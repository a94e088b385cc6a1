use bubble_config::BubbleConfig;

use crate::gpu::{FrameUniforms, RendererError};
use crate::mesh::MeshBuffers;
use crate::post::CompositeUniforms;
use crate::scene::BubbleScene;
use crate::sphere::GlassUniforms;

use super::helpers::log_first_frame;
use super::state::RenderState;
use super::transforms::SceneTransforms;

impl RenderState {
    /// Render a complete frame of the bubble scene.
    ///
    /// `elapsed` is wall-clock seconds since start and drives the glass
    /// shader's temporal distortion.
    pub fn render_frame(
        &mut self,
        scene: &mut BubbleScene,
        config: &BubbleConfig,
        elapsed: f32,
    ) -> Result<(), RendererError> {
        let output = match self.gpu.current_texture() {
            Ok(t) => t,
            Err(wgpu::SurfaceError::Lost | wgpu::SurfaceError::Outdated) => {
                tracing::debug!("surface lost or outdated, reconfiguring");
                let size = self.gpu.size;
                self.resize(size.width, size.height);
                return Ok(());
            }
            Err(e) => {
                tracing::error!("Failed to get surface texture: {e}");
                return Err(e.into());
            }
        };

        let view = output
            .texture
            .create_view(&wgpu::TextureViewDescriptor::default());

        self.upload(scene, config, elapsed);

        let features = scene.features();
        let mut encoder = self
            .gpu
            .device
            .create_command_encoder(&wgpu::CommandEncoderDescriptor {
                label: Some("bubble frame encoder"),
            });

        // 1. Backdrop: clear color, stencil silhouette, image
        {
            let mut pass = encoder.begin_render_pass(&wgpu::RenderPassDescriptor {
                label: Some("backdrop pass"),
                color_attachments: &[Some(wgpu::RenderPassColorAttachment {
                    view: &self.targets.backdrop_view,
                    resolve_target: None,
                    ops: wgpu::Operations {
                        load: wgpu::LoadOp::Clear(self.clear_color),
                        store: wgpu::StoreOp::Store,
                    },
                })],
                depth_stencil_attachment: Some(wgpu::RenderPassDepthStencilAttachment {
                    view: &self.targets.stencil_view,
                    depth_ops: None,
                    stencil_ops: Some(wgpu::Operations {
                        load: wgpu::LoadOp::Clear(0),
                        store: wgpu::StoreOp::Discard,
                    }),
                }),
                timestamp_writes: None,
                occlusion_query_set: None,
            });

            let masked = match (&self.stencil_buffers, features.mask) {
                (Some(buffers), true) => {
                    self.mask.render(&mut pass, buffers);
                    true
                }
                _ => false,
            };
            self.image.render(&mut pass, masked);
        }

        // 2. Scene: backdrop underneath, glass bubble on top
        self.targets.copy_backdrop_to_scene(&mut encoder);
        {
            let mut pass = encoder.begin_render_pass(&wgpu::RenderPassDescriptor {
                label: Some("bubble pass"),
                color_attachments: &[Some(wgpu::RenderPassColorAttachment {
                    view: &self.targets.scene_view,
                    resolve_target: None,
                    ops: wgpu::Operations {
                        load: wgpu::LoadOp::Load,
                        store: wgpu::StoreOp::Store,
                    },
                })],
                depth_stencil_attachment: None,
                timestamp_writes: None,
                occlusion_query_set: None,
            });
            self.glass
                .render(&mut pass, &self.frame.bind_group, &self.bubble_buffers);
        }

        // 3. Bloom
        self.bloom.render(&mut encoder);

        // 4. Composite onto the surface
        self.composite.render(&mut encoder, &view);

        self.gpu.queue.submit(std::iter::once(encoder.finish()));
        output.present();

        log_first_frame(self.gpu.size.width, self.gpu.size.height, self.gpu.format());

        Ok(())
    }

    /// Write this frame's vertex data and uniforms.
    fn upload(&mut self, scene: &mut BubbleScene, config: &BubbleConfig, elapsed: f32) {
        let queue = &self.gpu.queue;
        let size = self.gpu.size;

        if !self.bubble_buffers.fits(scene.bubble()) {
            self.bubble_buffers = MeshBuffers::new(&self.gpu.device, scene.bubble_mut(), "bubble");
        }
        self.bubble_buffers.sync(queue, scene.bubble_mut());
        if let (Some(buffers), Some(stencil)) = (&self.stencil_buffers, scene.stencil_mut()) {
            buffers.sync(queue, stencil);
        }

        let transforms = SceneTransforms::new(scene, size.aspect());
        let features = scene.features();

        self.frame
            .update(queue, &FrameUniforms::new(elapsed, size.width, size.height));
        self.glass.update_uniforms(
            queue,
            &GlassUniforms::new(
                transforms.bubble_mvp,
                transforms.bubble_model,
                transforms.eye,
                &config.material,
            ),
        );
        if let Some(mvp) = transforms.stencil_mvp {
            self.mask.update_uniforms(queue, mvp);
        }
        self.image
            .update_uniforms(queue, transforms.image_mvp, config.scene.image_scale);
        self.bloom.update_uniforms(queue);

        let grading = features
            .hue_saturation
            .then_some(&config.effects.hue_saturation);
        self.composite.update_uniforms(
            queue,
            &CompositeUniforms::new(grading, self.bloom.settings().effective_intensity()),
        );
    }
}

════════════════

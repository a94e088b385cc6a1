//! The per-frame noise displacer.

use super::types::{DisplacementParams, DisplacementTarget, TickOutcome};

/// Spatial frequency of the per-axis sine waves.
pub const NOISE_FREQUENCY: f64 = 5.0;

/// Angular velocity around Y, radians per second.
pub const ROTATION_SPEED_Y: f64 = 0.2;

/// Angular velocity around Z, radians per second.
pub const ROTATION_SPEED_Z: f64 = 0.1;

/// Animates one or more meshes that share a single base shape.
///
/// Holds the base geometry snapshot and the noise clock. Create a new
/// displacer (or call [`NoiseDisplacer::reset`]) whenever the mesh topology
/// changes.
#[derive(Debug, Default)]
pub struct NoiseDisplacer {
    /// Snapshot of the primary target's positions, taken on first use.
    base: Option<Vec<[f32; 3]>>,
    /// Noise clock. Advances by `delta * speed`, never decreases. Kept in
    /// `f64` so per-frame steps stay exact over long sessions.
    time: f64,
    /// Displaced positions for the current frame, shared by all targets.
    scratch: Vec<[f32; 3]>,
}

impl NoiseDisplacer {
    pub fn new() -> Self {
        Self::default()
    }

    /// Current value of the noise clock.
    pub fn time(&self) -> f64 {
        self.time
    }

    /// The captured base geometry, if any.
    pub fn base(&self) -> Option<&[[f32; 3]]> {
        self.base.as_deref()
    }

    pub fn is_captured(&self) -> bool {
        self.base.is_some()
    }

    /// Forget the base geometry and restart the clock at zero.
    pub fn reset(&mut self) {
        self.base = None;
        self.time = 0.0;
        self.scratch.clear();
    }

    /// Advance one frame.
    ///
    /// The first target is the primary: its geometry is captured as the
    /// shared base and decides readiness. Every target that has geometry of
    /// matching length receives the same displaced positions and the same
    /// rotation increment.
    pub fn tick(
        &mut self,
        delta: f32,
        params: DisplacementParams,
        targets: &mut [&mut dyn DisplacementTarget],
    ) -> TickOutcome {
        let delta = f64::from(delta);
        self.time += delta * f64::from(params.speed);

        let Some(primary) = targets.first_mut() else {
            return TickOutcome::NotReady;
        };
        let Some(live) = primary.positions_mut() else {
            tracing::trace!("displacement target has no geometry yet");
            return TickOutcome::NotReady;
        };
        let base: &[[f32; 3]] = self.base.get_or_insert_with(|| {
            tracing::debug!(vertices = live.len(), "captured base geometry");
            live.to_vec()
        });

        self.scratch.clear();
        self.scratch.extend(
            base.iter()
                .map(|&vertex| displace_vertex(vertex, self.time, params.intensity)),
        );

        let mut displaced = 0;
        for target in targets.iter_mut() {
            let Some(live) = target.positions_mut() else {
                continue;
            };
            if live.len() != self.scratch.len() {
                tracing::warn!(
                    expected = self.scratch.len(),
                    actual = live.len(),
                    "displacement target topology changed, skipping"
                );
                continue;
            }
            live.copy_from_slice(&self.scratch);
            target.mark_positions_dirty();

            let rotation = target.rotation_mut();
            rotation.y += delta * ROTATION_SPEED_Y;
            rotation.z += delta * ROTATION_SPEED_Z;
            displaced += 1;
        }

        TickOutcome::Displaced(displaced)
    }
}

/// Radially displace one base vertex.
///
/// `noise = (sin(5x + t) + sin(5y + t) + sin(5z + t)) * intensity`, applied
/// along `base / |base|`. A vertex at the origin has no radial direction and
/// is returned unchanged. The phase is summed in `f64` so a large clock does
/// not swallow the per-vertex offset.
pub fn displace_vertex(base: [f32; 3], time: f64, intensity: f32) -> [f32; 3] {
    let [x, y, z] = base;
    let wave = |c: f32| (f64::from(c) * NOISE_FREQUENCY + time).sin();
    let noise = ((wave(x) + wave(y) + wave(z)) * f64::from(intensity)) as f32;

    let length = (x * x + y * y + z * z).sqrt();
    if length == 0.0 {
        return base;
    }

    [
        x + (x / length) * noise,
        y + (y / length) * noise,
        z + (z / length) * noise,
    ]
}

════════════════

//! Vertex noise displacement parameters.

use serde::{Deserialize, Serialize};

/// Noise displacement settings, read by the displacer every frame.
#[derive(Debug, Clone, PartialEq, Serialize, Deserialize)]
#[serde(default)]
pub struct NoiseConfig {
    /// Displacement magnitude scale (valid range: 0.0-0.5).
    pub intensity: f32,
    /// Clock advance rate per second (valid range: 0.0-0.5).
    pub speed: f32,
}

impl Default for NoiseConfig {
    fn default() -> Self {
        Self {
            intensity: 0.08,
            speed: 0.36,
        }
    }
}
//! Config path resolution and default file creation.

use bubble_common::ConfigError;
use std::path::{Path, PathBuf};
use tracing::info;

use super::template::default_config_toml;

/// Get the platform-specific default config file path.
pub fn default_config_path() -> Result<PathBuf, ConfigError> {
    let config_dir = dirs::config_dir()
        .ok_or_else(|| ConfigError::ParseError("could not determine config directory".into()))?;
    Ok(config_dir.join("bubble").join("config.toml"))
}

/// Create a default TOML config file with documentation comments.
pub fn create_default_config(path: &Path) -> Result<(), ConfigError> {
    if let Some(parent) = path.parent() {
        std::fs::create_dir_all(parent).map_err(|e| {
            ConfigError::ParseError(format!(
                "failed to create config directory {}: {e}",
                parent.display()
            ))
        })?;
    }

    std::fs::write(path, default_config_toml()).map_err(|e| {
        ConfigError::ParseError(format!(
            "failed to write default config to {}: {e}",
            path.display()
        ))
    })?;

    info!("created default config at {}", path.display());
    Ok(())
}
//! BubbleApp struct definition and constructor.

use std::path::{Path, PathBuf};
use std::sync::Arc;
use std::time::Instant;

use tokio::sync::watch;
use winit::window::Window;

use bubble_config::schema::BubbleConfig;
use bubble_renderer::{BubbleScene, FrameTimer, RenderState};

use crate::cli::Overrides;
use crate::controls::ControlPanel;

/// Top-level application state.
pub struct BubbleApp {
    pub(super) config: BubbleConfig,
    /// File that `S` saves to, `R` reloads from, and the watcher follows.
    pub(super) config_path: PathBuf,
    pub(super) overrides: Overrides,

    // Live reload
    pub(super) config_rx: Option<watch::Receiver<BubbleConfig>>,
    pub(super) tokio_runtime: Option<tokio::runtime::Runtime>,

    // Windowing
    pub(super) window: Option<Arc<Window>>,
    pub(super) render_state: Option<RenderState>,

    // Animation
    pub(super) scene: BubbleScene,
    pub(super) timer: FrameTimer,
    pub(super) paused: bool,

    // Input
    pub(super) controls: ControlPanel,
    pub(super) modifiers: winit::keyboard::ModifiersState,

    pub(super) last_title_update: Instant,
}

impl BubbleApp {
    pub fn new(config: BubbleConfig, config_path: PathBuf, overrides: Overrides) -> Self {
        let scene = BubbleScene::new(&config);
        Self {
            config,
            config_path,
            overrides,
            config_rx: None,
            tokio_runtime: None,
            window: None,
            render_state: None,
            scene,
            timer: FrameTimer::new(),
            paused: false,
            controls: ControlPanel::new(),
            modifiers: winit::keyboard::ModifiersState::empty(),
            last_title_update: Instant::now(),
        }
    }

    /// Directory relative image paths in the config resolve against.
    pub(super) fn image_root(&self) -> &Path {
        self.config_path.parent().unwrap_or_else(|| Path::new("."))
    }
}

════════════════

What needs to be done:
Pull every line containing the word "Serialize" out of the listing.

Written solution:
use serde::{Deserialize, Serialize};
#[derive(Debug, Clone, PartialEq, Serialize, Deserialize)]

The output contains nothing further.